A survey of areas where water is pumped from underground supplies as the principal source for irrigation use shows a generally constant lowering of the surface of the water table. The situation is naturally more serious in some localities than in others since some underground storage reservoirs are larger, and consequently are depleted more slowly than others; and, on the other hand, some have less favorable recharging possibilities and consequently respond more slowly to recharging either natural or artificial.

It seems certain that in any area dependent upon pumped water for either domestic, irrigation, or industrial use the recharging of the underground supply can be stimulated by artificial methods. This has been found to be true in areas that have been studied in Arizona, California, Oregon, Texas, Utah, and Washington.

There are several different methods that may be employed in effecting replenishment of ground-water supplies. In this connection it should be noted that one of the most important sources of loss of surface-water supplies lies in the seepage that takes place, sometimes very rapidly, during the conveyance and storage stages, and in deep percolation of much of the irrigation water applied to cropped lands. This loss, however, while decreasing the gravity supply, constitutes a material factor in the recharging of the ground-water supply. Similar replenishment may be effected artificially by fall and winter irrigation, involving the use of the canals practically throughout the entire year, by diverting small streams from their natural channels and “spreading" the water over absorptive areas, or by utilizing shafts and wells sunk to suitable gravel deposits. Local conditions and legal requirements must, of course, be complied with, and precautions against the washing or leaching away of soil fertility should always be taken, whatever the method employed.

Southern California furnishes the best examples of well-developed spreading systems. In that locality the recent years of subnormal precipitation have naturally been associated with an accumulated drop in the major ground-water levels, which had already become seriously lowered. Consequently, the State, the counties and other political subdivisions, and even conservation associations have been aided by the Federal Government in extending several hundredfold the works and facilities for conserving and spreading the flood waters discharged by streams of intermittent flow.

On the Santa Ana and Lytle Creek cones, several hundred miles of spreading canals, large and small, have been built in highly porous materials.

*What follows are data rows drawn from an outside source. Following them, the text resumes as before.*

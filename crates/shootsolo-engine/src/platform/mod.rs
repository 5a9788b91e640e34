//! Platform-specific directory lookup
//!
//! Resolves the public media directories a recording may be saved into, and
//! the private data directory whose volume we report free space for.

#[cfg(target_os = "android")]
mod android;
#[cfg(not(target_os = "android"))]
mod desktop;

#[cfg(target_os = "android")]
pub use android::{StandardDirectories, default_data_dir};
#[cfg(not(target_os = "android"))]
pub use desktop::{StandardDirectories, default_data_dir};

use shootsolo_config::{DirectoryOverrides, MediaCategory};
use std::path::PathBuf;

/// Maps a media category onto a root directory on this device
pub trait DirectoryResolver: Send + Sync {
    fn resolve(&self, category: MediaCategory) -> Option<PathBuf>;
}

/// Directories from the config file, falling back to another resolver for
/// categories that are not overridden.
pub struct ConfiguredDirectories<R> {
    overrides: DirectoryOverrides,
    fallback: R,
}

impl<R: DirectoryResolver> ConfiguredDirectories<R> {
    pub fn new(overrides: DirectoryOverrides, fallback: R) -> Self {
        Self {
            overrides,
            fallback,
        }
    }
}

impl<R: DirectoryResolver> DirectoryResolver for ConfiguredDirectories<R> {
    fn resolve(&self, category: MediaCategory) -> Option<PathBuf> {
        match self.overrides.get(category) {
            Some(path) => Some(path.to_path_buf()),
            None => self.fallback.resolve(category),
        }
    }
}

/// Resolve `categories` in order into candidate roots.
///
/// Categories the platform has no directory for are skipped, and a root that
/// another category already produced is only listed once.
pub fn candidate_roots(
    resolver: &dyn DirectoryResolver,
    categories: &[MediaCategory],
) -> Vec<PathBuf> {
    let mut roots: Vec<PathBuf> = Vec::with_capacity(categories.len());
    for &category in categories {
        match resolver.resolve(category) {
            Some(root) if roots.contains(&root) => {
                log::debug!("{category:?} shares {} with an earlier candidate", root.display());
            }
            Some(root) => roots.push(root),
            None => log::debug!("No {category:?} directory on this platform"),
        }
    }
    roots
}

On Cucamonga, Devils, and San Antonio Creeks retention dams and basins have been provided and extensive systems of canals have been constructed over absorptive areas.

During this period of development the United States Department of Agriculture, through its Bureau of Agricultural Engineering, has been cooperating with the local more directly interested agencies in developing research data concerning rates of percolation in different types of soil surface, the relative advantages and disadvantages of various spreading systems, the differences in percolation factors of areas denuded of vegetation and those of areas still bearing their native growths, the effects of fluctuating water tables, and other important factors.

Water spreading is no longer an experiment; under suitable geologic, topographic, and water-supply conditions it often is the most profitable investment in water conservation that a community can make.

A. T. MITCHELSON, Bureau of Agricultural Engineering.